Ischemic Heart Disease Lecture Flashcards
Myocardial ischemia is due to what
due to atherosclerosis which is a progressive inflammatory disease of the arterial walls
this process of inflammation and healing leads to deposition of extracellular matrix and proliferation of smooth muscle–> fibermuscular cap
in myocardial ischemia atherosclerosis of the coronary arteries decreases blood flow to the myocardium
the risk of IHD is similar to atherosclerosis and its incidence increases with age
what are the consequences of atherosclerosis and what diffuse organs are affected
Cardiac–> coronary arteries, aorta
Neurologic–> CVA, TIA, Stroke
Renal–> renal artery stenosis
Peripheral vascular–> claudication, limb ischemia
list the stages of the atherosclerosis timeline
foam cells–> fatty streak–> intermediate lesion–> atheroma–>complicated lesion/rupture–>fibrous plaque
what are the risk factors for CVD
Age-most powerful independent: greater than 55 for men and greater than 65 for women
Family history: premature CVD/hypertension, hyperlipid, diabetes–>genetic
Hypertension
Smoking- dose dependent
Hyperlipidemia–> LDL high and low HDL and High triglycerides
Diabetes –> CAD equivalent
what are the markers that used for CVD
Elevated hsCRP and urine microalbumin
what are the clinical presentations of Cardiovascular disease
Silent
Stable anina
Unstable angina
Myocardial Infarction
Sudden death
Stable Angina
- Chest pain that arises with exertion or emotional stress (slow reduction of luminal diameter and slow progressive symptoms)
- Pain radiates to the left arm or lower jaw(not upper jaw)
- this is reversible injury to myocytes; must last beyond 20 minutes to have irreversible damage
- athersclerosis must produce a stenosis greater than 70%
- dereased blood flow is not able to meet the metabolic demands of the myocardium during exertion.
- ST segment on EKG is depressed due to subendocardial ischemia.
- relieve occurs after rest or nitroglycerin
72 yr old gentlemen with history of Diabetes Mellitus, Hypertension, hypercholesteremia complains of chest pains climbing 1/2 of stairs over the past few days
stable angina
what are some of the clinical presentation of stable angina
upon exertion you get chest pains, heaviness, squeezing
Pain radiates to the left arm, lower jaw and neck
patient will have dsypnea/shortness of breath, diaphoresis, nausea/vomiting
what is the therapy for stable angina?
- fix coronary flow with a stent
- risk factor modification
- aspirin
- nitrates for systemic vasodilation and coronary vasodilation
- beta and alpha blockers
- ranolazine like nitrate can vasodilate by inhibing late sodium channel
what are the categories for acute coronary syndrome
unstable angina
non st elevation mi
st elevation mi
what is the presenation of acute coronary syndrome
rapidly worsening angina
minimal exertion or rest
increased intensity and duration
acute coronary syndrome pathogenesis
Unstable plaque–>fibrous cap compromised–>Lipid core exposed–>cascade–>Thrombosis and Thrombolysis
stable plaque abruptly converts to unstable atherothrombotic lesion
rupture, erosion, ulceration, fissuring, hemorrhage
flow in unstable vs ST eveleation MI vs Non ST elevation MI
everything depends on how stable the clot is.
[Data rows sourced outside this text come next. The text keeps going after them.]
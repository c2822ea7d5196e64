//! Procedural surface texture generation.
//!
//! Builds the grass and parking-lot textures at runtime without external
//! assets. Each texture is an RGBA8 pixel buffer drawn once from a
//! [`TextureSpec`] and uploaded as a repeat-wrapped image; the repeat factors
//! travel with the handle and end up in the material's UV transform.

use bevy::{
    image::{ImageAddressMode, ImageSampler, ImageSamplerDescriptor},
    prelude::*,
    render::{
        render_asset::RenderAssetUsages,
        render_resource::{Extent3d, TextureDimension, TextureFormat},
    },
};
use rand::{rngs::StdRng, Rng, SeedableRng};

/// Edge length of every generated texture.
pub const TEXTURE_SIZE: u32 = 256;

pub struct ProceduralTexturesPlugin;

impl Plugin for ProceduralTexturesPlugin {
    fn build(&self, app: &mut App) {
        app.init_resource::<TextureSeeds>()
            .add_systems(Startup, generate_campus_textures);
    }
}

/// Seeds for the randomized textures. Fixed seeds give a reproducible scene.
#[derive(Resource, Clone, Copy, Debug)]
pub struct TextureSeeds {
    pub grass: u64,
}

impl Default for TextureSeeds {
    fn default() -> Self {
        Self { grass: 20_080_040 }
    }
}

/// What gets drawn on top of the base fill.
#[derive(Clone, Copy, Debug, PartialEq)]
pub enum PatternKind {
    /// Translucent line segments between random points.
    RandomStreaks {
        streak_count: u32,
        streak_color: [u8; 3],
        opacity: f32,
    },
    /// Evenly spaced full-width bands, each half a period tall.
    HorizontalStripes {
        stripe_count: u32,
        stripe_color: [u8; 3],
    },
}

/// Description of one procedural texture.
#[derive(Clone, Debug, PartialEq)]
pub struct TextureSpec {
    pub width: u32,
    pub height: u32,
    pub base_color: [u8; 3],
    pub pattern: PatternKind,
    /// How many times the texture repeats across the surface in U and V.
    pub repeat: Vec2,
    /// Seed for the random source. Ignored by deterministic patterns.
    pub seed: u64,
}

impl TextureSpec {
    /// Dark green ground with faint darker streaks.
    pub fn grass(seed: u64) -> Self {
        Self {
            width: TEXTURE_SIZE,
            height: TEXTURE_SIZE,
            base_color: [0x2e, 0x8b, 0x57],
            pattern: PatternKind::RandomStreaks {
                streak_count: 100,
                streak_color: [20, 80, 40],
                opacity: 0.1,
            },
            repeat: Vec2::splat(4.0),
            seed,
        }
    }

    /// Grey asphalt with white parking bay stripes.
    pub fn parking() -> Self {
        Self {
            width: TEXTURE_SIZE,
            height: TEXTURE_SIZE,
            base_color: [0x66, 0x66, 0x66],
            pattern: PatternKind::HorizontalStripes {
                stripe_count: 10,
                stripe_color: [255, 255, 255],
            },
            repeat: Vec2::ONE,
            seed: 0,
        }
    }
}

/// Immutable RGBA8 pixels produced from a [`TextureSpec`].
#[derive(Clone, Debug, PartialEq)]
pub struct PixelBuffer {
    width: u32,
    height: u32,
    pixels: Vec<[u8; 4]>,
}

impl PixelBuffer {
    pub fn filled(width: u32, height: u32, color: [u8; 3]) -> Self {
        Self {
            width,
            height,
            pixels: vec![[color[0], color[1], color[2], 255]; (width * height) as usize],
        }
    }

    pub fn width(&self) -> u32 {
        self.width
    }

    pub fn height(&self) -> u32 {
        self.height
    }

    pub fn pixel(&self, x: u32, y: u32) -> [u8; 4] {
        self.pixels[(y * self.width + x) as usize]
    }

    pub fn as_bytes(&self) -> &[u8] {
        bytemuck::cast_slice(&self.pixels)
    }

    /// Source-over blend of `color` at `alpha` into one pixel. Coordinates wrap
    /// so drawing across an edge continues on the opposite side.
    fn blend(&mut self, x: i64, y: i64, color: [u8; 3], alpha: f32) {
        let x = x.rem_euclid(self.width as i64) as u32;
        let y = y.rem_euclid(self.height as i64) as u32;
        let idx = (y * self.width + x) as usize;
        let dst = &mut self.pixels[idx];
        for channel in 0..3 {
            let mixed = dst[channel] as f32 * (1.0 - alpha) + color[channel] as f32 * alpha;
            dst[channel] = mixed.round().clamp(0.0, 255.0) as u8;
        }
    }
}

/// Draw a texture from its spec.
pub fn generate(spec: &TextureSpec) -> PixelBuffer {
    let mut buffer = PixelBuffer::filled(spec.width, spec.height, spec.base_color);

    match spec.pattern {
        PatternKind::RandomStreaks {
            streak_count,
            streak_color,
            opacity,
        } => {
            let mut rng = StdRng::seed_from_u64(spec.seed);
            random_streaks(&mut buffer, streak_count, streak_color, opacity, &mut rng);
        }
        PatternKind::HorizontalStripes {
            stripe_count,
            stripe_color,
        } => horizontal_stripes(&mut buffer, stripe_color, stripe_count),
    }

    buffer
}

/// Stroke `streak_count` one-pixel segments between random points.
pub fn random_streaks(
    buffer: &mut PixelBuffer,
    streak_count: u32,
    streak_color: [u8; 3],
    opacity: f32,
    rng: &mut impl Rng,
) {
    if buffer.pixels.is_empty() {
        return;
    }
    let w = buffer.width as f32;
    let h = buffer.height as f32;

    for _ in 0..streak_count {
        let start = Vec2::new(rng.gen_range(0.0..w), rng.gen_range(0.0..h));
        let end = Vec2::new(rng.gen_range(0.0..w), rng.gen_range(0.0..h));

        // One sample per pixel step along the major axis
        let delta = end - start;
        let steps = delta.x.abs().max(delta.y.abs()).ceil().max(1.0) as u32;
        for i in 0..=steps {
            let p = start + delta * (i as f32 / steps as f32);
            buffer.blend(p.x.floor() as i64, p.y.floor() as i64, streak_color, opacity);
        }
    }
}

/// Vertical extents `(top, bottom)` of each stripe. The band height is
/// `height / (stripe_count * 2)` and band `i` starts at `i * height / stripe_count`.
pub fn stripe_bands(height: u32, stripe_count: u32) -> Vec<(f32, f32)> {
    if stripe_count == 0 {
        return Vec::new();
    }
    let band = height as f32 / (stripe_count * 2) as f32;
    (0..stripe_count)
        .map(|i| {
            let top = (i * height) as f32 / stripe_count as f32;
            (top, top + band)
        })
        .collect()
}

/// Fill full-width stripes. Rows only partly covered by a band get the
/// stripe color blended by their coverage.
pub fn horizontal_stripes(buffer: &mut PixelBuffer, stripe_color: [u8; 3], stripe_count: u32) {
    let bands = stripe_bands(buffer.height, stripe_count);

    for y in 0..buffer.height {
        let row_top = y as f32;
        let row_bottom = row_top + 1.0;
        let coverage: f32 = bands
            .iter()
            .map(|&(top, bottom)| (bottom.min(row_bottom) - top.max(row_top)).max(0.0))
            .sum();
        if coverage <= 0.0 {
            continue;
        }
        let alpha = coverage.min(1.0);
        for x in 0..buffer.width {
            buffer.blend(x as i64, y as i64, stripe_color, alpha);
        }
    }
}

/// Upload a pixel buffer as a repeat-wrapped sRGB image.
pub fn to_image(buffer: &PixelBuffer) -> Image {
    let mut image = Image::new(
        Extent3d {
            width: buffer.width,
            height: buffer.height,
            depth_or_array_layers: 1,
        },
        TextureDimension::D2,
        buffer.as_bytes().to_vec(),
        TextureFormat::Rgba8UnormSrgb,
        RenderAssetUsages::RENDER_WORLD,
    );
    image.sampler = ImageSampler::Descriptor(ImageSamplerDescriptor {
        address_mode_u: ImageAddressMode::Repeat,
        address_mode_v: ImageAddressMode::Repeat,
        ..default()
    });
    image
}

/// Image handle plus the repeat factors the material should apply.
#[derive(Clone, Debug)]
pub struct TiledTexture {
    pub image: Handle<Image>,
    pub repeat: Vec2,
}

impl TiledTexture {
    /// UV transform that tiles the texture `repeat` times across a surface.
    pub fn uv_transform(&self) -> bevy::math::Affine2 {
        bevy::math::Affine2::from_scale(self.repeat)
    }
}

/// Generated surface textures, inserted once at startup.
#[derive(Resource, Clone, Debug)]
pub struct CampusTextures {
    pub grass: TiledTexture,
    pub parking: TiledTexture,
}

fn generate_campus_textures(
    mut commands: Commands,
    seeds: Res<TextureSeeds>,
    mut images: ResMut<Assets<Image>>,
) {
    let grass_spec = TextureSpec::grass(seeds.grass);
    let parking_spec = TextureSpec::parking();

    let grass = TiledTexture {
        image: images.add(to_image(&generate(&grass_spec))),
        repeat: grass_spec.repeat,
    };
    let parking = TiledTexture {
        image: images.add(to_image(&generate(&parking_spec))),
        repeat: parking_spec.repeat,
    };

    commands.insert_resource(CampusTextures { grass, parking });

    info!(
        "Campus textures generated: {}x{} grass (seed {}), {}x{} parking",
        grass_spec.width, grass_spec.height, seeds.grass, parking_spec.width, parking_spec.height
    );
}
There is still flow in Unstable angina, there is complete obstruction in ST eleveation MI, and Non ST elevation is somewhere in between
unstable angina findings and cardiac enzymes
Ischemia but no infarction
EKG has a deep t wave inversion, ST depression, or normal
cardiac enzymes- biochemical markers infarct the tissue they should be negative in this case(CK-MB and troponins)
NSTEMI vs STEMI
NSTEMI: same EKG as unstable
STEMI: ST elevation or LBBB
NSTEMI and STEMI both have positive Troponins and CK-MB and infarction
what would be the acute management of anginas?
imediate: EKG and cardiac enzymes and aspirin to chew plus oxygen
Medications: Anticoagulants(heparin), +/- oral B blockers- Tx myocardial demand, ventricular arrythmias, and ace inhibitors- in the setting of LV dysfunction(prevents negative remodeling)
Reperfusion: Dual Antiplatelet measures- 1)Aspirin 2)clopidogrel(because you are putting metal inside the body) 3) More antiplatelets 4)Thrombolytics- i.e fibrinolytics (STEMI) 5)Mechanical-coronary intervention/CABG(coronary bypass grafting) sometimes there are too many occlusions
what are some secondary preventions?
Aspirin
Statins to stablize the blacks
Ace inhibitor
Smoking cessation
Beta blockers-not long term
Peripheral Arterial Disease
intermittent claudication
burning sensation in leg after exertion
therapy: walking program and statin
this is due to cholesterol filled plaques
critical limb ischemia
diabetic vascular disease
The first 2-3 hours after a myocardial infarction?
you have dehydrogenase stained in infarcted regions of the heart
Microscopic changes after 4-12 hrs
you will see contraction bands, myocytolysis, wavy fibers
contraction bands occurs due to the abnormality of the ischemic cardiac muscle to contract
Myocytolysis- is leaking and swelling in the middle
Early coagulative necrosis, hemorrhage, edema
12-24 hours following a myocardial infarction
hemorrhaging, coagulative necrosis(no nuclei), and edema in between cells, and eosinophilia
1-3 days after infarction
the infarcted area begins to turn soft and yellow due to the influx of neutrophils. Coagulative necrosis continues. Nuclei and striations disappear. The bottom right shows the massive amounts of neutrophils that have entered the infarct. This time period represents the maximum inflammation post-infarct.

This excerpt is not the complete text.